Monday, September 3, 2012

Should Businesses Pay Income Taxes?

This is, of course, a trick question. The answer is "no". The reason is very simple - businesses never really pay taxes, they simply collect "hidden" taxes from their customers - some of which they pass on to the government. Let me illustrate with an example of two fictitious companies, Company A and Company B.

Both companies produce a "glibbitch" product. They each have the same market share, and their annual revenues are each $10,000,000.00 dollars. Because they have a fungible product, and their production costs are similar, they have the same Costs of Goods Sold. Let's assume that it costs each company $9,000,000.00 to make their product, pay salaries, cover advertising, etc. So each of them supposedly starts with a company income before taxes (Revenue - Expenses) of a cool $1,000,000.00. However, Company B has one significant advantage over Company A that is not related to the product they both sell - Company B has better tax attorneys.

So Company A pays the Coporate Tax on $1,000,000 at say 30% or $300,000.00. However, Company B's lawyers are REALLY good at ferreting out some loopholes, and at the end of the year Company pays $100.00 in Corporate Income Tax. Now, both companies have sold the same amount of goods, earned the same amount of revenue, and made the same amount of income before taxes.
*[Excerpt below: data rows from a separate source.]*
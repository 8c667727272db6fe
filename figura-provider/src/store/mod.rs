//! Artifact store backends.

pub mod fs;
pub mod http;
pub mod memory;

pub use fs::FsStore;
pub use http::HttpStore;
pub use memory::MemoryStore;
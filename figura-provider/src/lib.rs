//! # Figura Providers
//!
//! External services behind the core traits: the AI image tier and the
//! artifact store backends.

pub mod openai;
pub mod store;
pub mod validate;

#[cfg(test)]
mod test_server;

// Re-exports
pub use openai::{OpenAiImageBuilder, OpenAiImageRenderer};
pub use store::{FsStore, HttpStore, MemoryStore};
pub use validate::ImageValidator;

// Image sizes accepted by the builder
pub use async_openai::types::ImageSize;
Yet company A passes on $300,000.00 of the tax money it collected, while Company B only passes on $100.00 of the same $300,000.00 of tax money it collected.
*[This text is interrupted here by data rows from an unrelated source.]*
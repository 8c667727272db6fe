//! Core types for diagram rendering.

use crate::error::FiguraError;
use serde::{Deserialize, Serialize};
use std::sync::Arc;

/// Maximum length of an error detail kept in the attempt trail.
pub const ERROR_DETAIL_LIMIT: usize = 300;

/// Content type of every persisted diagram.
pub const PNG_CONTENT_TYPE: &str = "image/png";

/// Requested diagram kind, as authored upstream
#[derive(Debug, Clone, Copy, Serialize, Deserialize, PartialEq, Eq, Hash)]
#[cfg_attr(feature = "schema", derive(schemars::JsonSchema))]
#[serde(rename_all = "kebab-case")]
pub enum DiagramType {
    /// Function plots, physics and statics figures
    #[serde(alias = "function", alias = "physics", alias = "statics")]
    Plot,
    Circuit,
    Graph,
    Tree,
    #[serde(alias = "data_structure", alias = "datastructure")]
    DataStructure,
    /// Explicitly requested generative image
    #[serde(alias = "ai_image", alias = "image")]
    AiImage,
    Svg,
}

/// One candidate rendering strategy in a fallback chain.
///
/// This is a closed set: the router can only ever produce these variants,
/// which keeps every chain finite.
#[derive(Debug, Clone, Copy, Serialize, Deserialize, PartialEq, Eq, Hash)]
#[serde(rename_all = "kebab-case")]
pub enum Tier {
    Plot,
    Circuit,
    Graph,
    AiImage,
    Svg,
}

impl Tier {
    /// Stable name used in logs and attempt trails
    pub fn as_str(&self) -> &'static str {
        match self {
            Tier::Plot => "plot",
            Tier::Circuit => "circuit",
            Tier::Graph => "graph",
            Tier::AiImage => "ai-image",
            Tier::Svg => "svg",
        }
    }

    /// Whether this tier renders authored source (and can therefore be
    /// retried with regenerated source)
    pub fn consumes_source(&self) -> bool {
        !matches!(self, Tier::AiImage)
    }
}

impl std::fmt::Display for Tier {
    fn fmt(&self, f: &mut std::fmt::Formatter<'_>) -> std::fmt::Result {
        f.write_str(self.as_str())
    }
}

/// The input unit describing what to render and how
#[derive(Debug, Clone, Serialize, Deserialize)]
#[cfg_attr(feature = "schema", derive(schemars::JsonSchema))]
#[serde(rename_all = "camelCase")]
pub struct DiagramSpec {
    /// Question index within the batch
    pub id: u32,
    pub diagram_type: DiagramType,
    /// Free text used for AI prompts and logging
    pub description: String,
    /// Generated source for code-based types
    #[serde(default, skip_serializing_if = "Option::is_none")]
    pub code: Option<String>,
    #[serde(default, skip_serializing_if = "Option::is_none")]
    pub ai_prompt: Option<String>,
    /// SVG markup usable by the SVG tier of non-svg specs
    #[serde(default, skip_serializing_if = "Option::is_none")]
    pub svg_markup: Option<String>,
    pub assignment_id: String,
    pub question_index: u32,
}

impl DiagramSpec {
    /// Create a new spec without code or prompts
    pub fn new(
        assignment_id: impl Into<String>,
        question_index: u32,
        diagram_type: DiagramType,
        description: impl Into<String>,
    ) -> Self {
        Self {
            id: question_index,
            diagram_type,
            description: description.into(),
            code: None,
            ai_prompt: None,
            svg_markup: None,
            assignment_id: assignment_id.into(),
            question_index,
        }
    }

    /// Set generated code
    pub fn with_code(mut self, code: impl Into<String>) -> Self {
        self.code = Some(code.into());
        self
    }

    /// Set an explicit AI prompt
    pub fn with_ai_prompt(mut self, prompt: impl Into<String>) -> Self {
        self.ai_prompt = Some(prompt.into());
        self
    }

    /// Set SVG markup for the SVG tier
    pub fn with_svg_markup(mut self, markup: impl Into<String>) -> Self {
        self.svg_markup = Some(markup.into());
        self
    }

    /// Prompt for the AI tier: the explicit prompt, or the description
    pub fn effective_prompt(&self) -> &str {
        self.ai_prompt
            .as_deref()
            .filter(|p| !p.trim().is_empty())
            .unwrap_or(&self.description)
    }

    /// Source the given tier would render, before any regeneration
    pub fn source_for(&self, tier: Tier) -> Option<&str> {
        match tier {
            Tier::Plot | Tier::Circuit | Tier::Graph => self.code.as_deref(),
            Tier::Svg => match self.diagram_type {
                DiagramType::Svg => self.code.as_deref().or(self.svg_markup.as_deref()),
                _ => self.svg_markup.as_deref(),
            },
            Tier::AiImage => None,
        }
    }
}

/// A request handed to a single tier
#[derive(Debug, Clone)]
pub struct RenderRequest {
    pub spec: Arc<DiagramSpec>,
    /// Source to render; regenerated source replaces the spec's own
    pub source: Option<String>,
    /// Whether `source` came from the regenerator
    pub regenerated: bool,
}

impl RenderRequest {
    /// Build the request for a tier from the spec's own source
    pub fn for_tier(spec: Arc<DiagramSpec>, tier: Tier) -> Self {
        let source = spec.source_for(tier).map(str::to_string);
        Self {
            spec,
            source,
            regenerated: false,
        }
    }

    /// Build a retry request carrying regenerated source
    pub fn regenerated(spec: Arc<DiagramSpec>, source: String) -> Self {
        Self {
            spec,
            source: Some(source),
            regenerated: true,
        }
    }

    /// The source, or an `InvalidSpec` error naming the tier
    pub fn require_source(&self, tier: Tier) -> Result<&str, FiguraError> {
        self.source
            .as_deref()
            .filter(|s| !s.trim().is_empty())
            .ok_or_else(|| {
                FiguraError::invalid_spec(format!(
                    "spec {} has no source for the {} tier",
                    self.spec.id, tier
                ))
            })
    }
}

/// Image bytes produced by a tier
#[derive(Debug, Clone, PartialEq, Eq)]
pub struct RenderedImage {
    pub bytes: Vec<u8>,
    pub content_type: String,
}

impl RenderedImage {
    /// Wrap PNG bytes
    pub fn png(bytes: Vec<u8>) -> Self {
        Self {
            bytes,
            content_type: PNG_CONTENT_TYPE.to_string(),
        }
    }
}

/// Transient value returned by a single tier attempt
pub type ExecutionResult = Result<Vec<u8>, FiguraError>;

/// Which resource pool a renderer draws from
#[derive(Debug, Clone, Copy, PartialEq, Eq)]
pub enum ResourcePool {
    /// CPU-bound work with its own slots (sandbox processes, rasterizing)
    Process,
    /// Network-bound work sharing the I/O slots with uploads
    Io,
}

/// Renderer information
#[derive(Debug, Clone)]
pub struct RendererInfo {
    pub name: String,
    pub tier: Tier,
    pub pool: ResourcePool,
}

/// Artifact store information
#[derive(Debug, Clone)]
pub struct StoreInfo {
    pub id: String,
    pub name: String,
}

/// Failure classification recorded in attempt trails
#[derive(Debug, Clone, Copy, Serialize, Deserialize, PartialEq, Eq)]
#[serde(rename_all = "kebab-case")]
pub enum FailureKind {
    SandboxViolation,
    RenderError,
    NoOutputProduced,
    UpstreamError,
    ValidationError,
    UploadError,
    Unavailable,
    InvalidSpec,
}

/// Outcome of a single attempt
#[derive(Debug, Clone, Copy, Serialize, Deserialize, PartialEq, Eq)]
#[serde(tag = "status", content = "kind", rename_all = "snake_case")]
pub enum AttemptOutcome {
    Success,
    Failure(FailureKind),
}

/// One entry of a spec's diagnostic trail
#[derive(Debug, Clone, Serialize, Deserialize)]
#[serde(rename_all = "camelCase")]
pub struct RenderAttempt {
    pub tier: Tier,
    pub renderer: String,
    pub outcome: AttemptOutcome,
    pub duration_ms: u64,
    #[serde(skip_serializing_if = "Option::is_none")]
    pub error_detail: Option<String>,
    pub regenerated: bool,
}

impl RenderAttempt {
    /// Record a successful attempt
    pub fn success(tier: Tier, renderer: impl Into<String>, duration_ms: u64) -> Self {
        Self {
            tier,
            renderer: renderer.into(),
            outcome: AttemptOutcome::Success,
            duration_ms,
            error_detail: None,
            regenerated: false,
        }
    }

    /// Record a failed attempt, truncating the error detail
    pub fn failure(
        tier: Tier,
        renderer: impl Into<String>,
        duration_ms: u64,
        error: &FiguraError,
    ) -> Self {
        Self {
            tier,
            renderer: renderer.into(),
            outcome: AttemptOutcome::Failure(error.kind()),
            duration_ms,
            error_detail: Some(truncate(&error.to_string(), ERROR_DETAIL_LIMIT)),
            regenerated: false,
        }
    }

    /// Mark the attempt as using regenerated source
    pub fn with_regenerated(mut self, regenerated: bool) -> Self {
        self.regenerated = regenerated;
        self
    }

    pub fn is_success(&self) -> bool {
        self.outcome == AttemptOutcome::Success
    }
}

/// The persisted contract returned to callers
#[derive(Debug, Clone, Serialize, Deserialize, PartialEq, Eq)]
#[serde(rename_all = "camelCase")]
pub struct DiagramDescriptor {
    pub file_id: String,
    pub filename: String,
    pub storage_key: String,
    pub url: String,
    pub content_type: String,
    pub size_bytes: u64,
}

/// Why a batch entry carries no diagram
#[derive(Debug, Clone, Copy, Serialize, Deserialize, PartialEq, Eq)]
#[serde(rename_all = "kebab-case")]
pub enum AbsenceReason {
    /// Every tier failed
    Exhausted,
    /// Rendering succeeded but the upload did not
    UploadFailed,
    /// The batch was cancelled before the spec resolved
    Cancelled,
}

/// One slot of a batch result
#[derive(Debug, Clone, Serialize, Deserialize, PartialEq, Eq)]
#[serde(rename_all = "camelCase")]
pub struct BatchEntry {
    pub question_index: u32,
    pub has_diagram: bool,
    #[serde(skip_serializing_if = "Option::is_none")]
    pub diagram: Option<DiagramDescriptor>,
    #[serde(skip_serializing_if = "Option::is_none")]
    pub absence: Option<AbsenceReason>,
}

impl BatchEntry {
    /// An entry holding a persisted diagram
    pub fn present(question_index: u32, diagram: DiagramDescriptor) -> Self {
        Self {
            question_index,
            has_diagram: true,
            diagram: Some(diagram),
            absence: None,
        }
    }

    /// An absence marker
    pub fn absent(question_index: u32, reason: AbsenceReason) -> Self {
        Self {
            question_index,
            has_diagram: false,
            diagram: None,
            absence: Some(reason),
        }
    }
}

/// Ordered result of a batch, one entry per input spec
#[derive(Debug, Clone, Default, Serialize, Deserialize, PartialEq, Eq)]
#[serde(transparent)]
pub struct BatchResult {
    pub entries: Vec<BatchEntry>,
}

impl BatchResult {
    pub fn len(&self) -> usize {
        self.entries.len()
    }

    pub fn is_empty(&self) -> bool {
        self.entries.is_empty()
    }

    pub fn iter(&self) -> std::slice::Iter<'_, BatchEntry> {
        self.entries.iter()
    }

    /// Number of entries carrying a diagram
    pub fn rendered_count(&self) -> usize {
        self.entries.iter().filter(|e| e.has_diagram).count()
    }
}

impl IntoIterator for BatchResult {
    type Item = BatchEntry;
    type IntoIter = std::vec::IntoIter<BatchEntry>;

    fn into_iter(self) -> Self::IntoIter {
        self.entries.into_iter()
    }
}

/// Truncate to at most `max` characters on a char boundary
pub fn truncate(text: &str, max: usize) -> String {
    match text.char_indices().nth(max) {
        Some((idx, _)) => format!("{}…", &text[..idx]),
        None => text.to_string(),
    }
}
Why do I say that Company A and B both collected $300,000.00 in tax money? Well, for one thing, the Government says it's not theirs (initially). Secondly, all that money, regardless of how much gets passed on, came entirely from their customers! The customers paid the $300,000.00 to each company! It was built into the price! Company B was just better at not having to pay it to the Government!
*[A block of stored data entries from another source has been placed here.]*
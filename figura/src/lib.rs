//! # Figura
//!
//! Sandboxed, fault-tolerant diagram rendering for machine-generated content.
//!
//! Figura takes a batch of diagram specifications, renders each one through
//! an ordered chain of tiers (sandboxed plotting code, an AI image service,
//! SVG rasterizing) and persists the resulting PNGs under deterministic keys.
//! A failing spec never fails the batch: its slot holds an absence marker.
//!
//! ## Features
//!
//! - **Process isolation**: generated code is scanned, then run in a child process with hard ceilings
//! - **Tiered fallback**: one regenerate-and-retry on the primary tier, then the next tier
//! - **Bounded batches**: ordered results, deadlines and cancellation
//! - **Composable layers**: logging and retry around renderers and stores
//!
//! ## Quick Start
//!
//! ```toml
//! [dependencies]
//! figura = { version = "0.1", features = ["sandbox", "providers", "layers"] }
//! ```
//!
//! ```ignore
//! use figura::prelude::*;
//! use std::sync::Arc;
//!
//! # async fn example() -> Result<(), Box<dyn std::error::Error>> {
//! let executor = Arc::new(SandboxExecutor::new(SandboxConfig::default())?);
//!
//! let pipeline = Pipeline::builder(MemoryStore::new("https://cdn.example.com"))
//!     .store_layer(LoggingLayer::new())
//!     .renderer(CodeRenderer::plot(executor.clone()))
//!     .renderer(SvgRenderer::new())
//!     .finish();
//!
//! let spec = DiagramSpec::new("asg-1", 0, DiagramType::Plot, "y = x^2")
//!     .with_code("x = np.linspace(-2, 2, 50)\nplt.plot(x, x**2)");
//!
//! let result = pipeline.generate_batch(vec![spec], BatchOptions::new()).await;
//! println!("{}", serde_json::to_string_pretty(&result)?);
//! # Ok(())
//! # }
//! ```
//!
//! ## Feature Flags
//!
//! - `default`: `sandbox`, `providers` and `layers`
//! - `sandbox`: sandboxed executor, code renderers, SVG renderer
//! - `providers`: AI image renderer and store backends (`openai` is an alias)
//! - `layers`: logging and retry layers
//! - `schema`: JSON Schema for `DiagramSpec`
//! - `full`: All features enabled

// Re-export core types and traits
pub use figura_core::*;

// Re-export the sandbox under `sandbox` module
#[cfg(feature = "figura-sandbox")]
pub mod sandbox {
    //! Sandboxed execution and code-based renderers.
    pub use figura_sandbox::*;
}

// Re-export providers under `provider` module
#[cfg(feature = "figura-provider")]
pub mod provider {
    //! AI image renderer and artifact stores.
    pub use figura_provider::*;
}

// Re-export layers under `layer` module
#[cfg(feature = "figura-layer")]
pub mod layer {
    //! Built-in layers.
    pub use figura_layer::*;
}

// Re-export schemars when schema feature is enabled
#[cfg(feature = "schema")]
pub mod schemars {
    pub use ::schemars::*;
}

/// Prelude module for convenient imports
pub mod prelude {
    //! Prelude module containing the most commonly used types and traits.
    //!
    //! ```
    //! use figura::prelude::*;
    //! ```

    pub use crate::{
        ArtifactStore, BatchEntry, BatchOptions, BatchResult, DiagramDescriptor, DiagramSpec,
        DiagramType, FiguraError, Layer, Pipeline, PipelineConfig, RenderObserver, Renderer,
        Result, StoreLayer, Tier, UploadRetryPolicy,
    };

    #[cfg(feature = "figura-sandbox")]
    pub use crate::sandbox::*;

    #[cfg(feature = "figura-provider")]
    pub use crate::provider::*;

    #[cfg(feature = "figura-layer")]
    pub use crate::layer::*;
}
Now suppose the world changes overnight and on January 1st, 200x the Business Tax Rate goes to zero. All of a sudden A and B are on the same footing. Company A is now looking at increasing their profits by $300,000 per year while poor old Company B, that was doing so much better before, is looking at a measly $100.00 increase in their profits for the year.

But will Company A really do that?  If they do, then there is nothing to really distinguish them from Company B. And frankly, if they lowered their price so their annual income was just $9,900,000.00, they would still be be making more money and cost less than Company B. Remember, Company B has been paying only $100.00 each year in taxes. If they lower their price to match Company A, their net profits (after taxes) would actually go DOWN. That's not good for the shareholders....

So Company A's market share will increase. Remember, "glibbitch's" are a fungible product. So now more customers are paying less money to get the same product, because the hidden tax is now gone.

Eventually, the Government would have to raise the sales tax on "glibbitch's" because their revenue has gone down. But that's OK. Because now it's clear how much money is the Government's.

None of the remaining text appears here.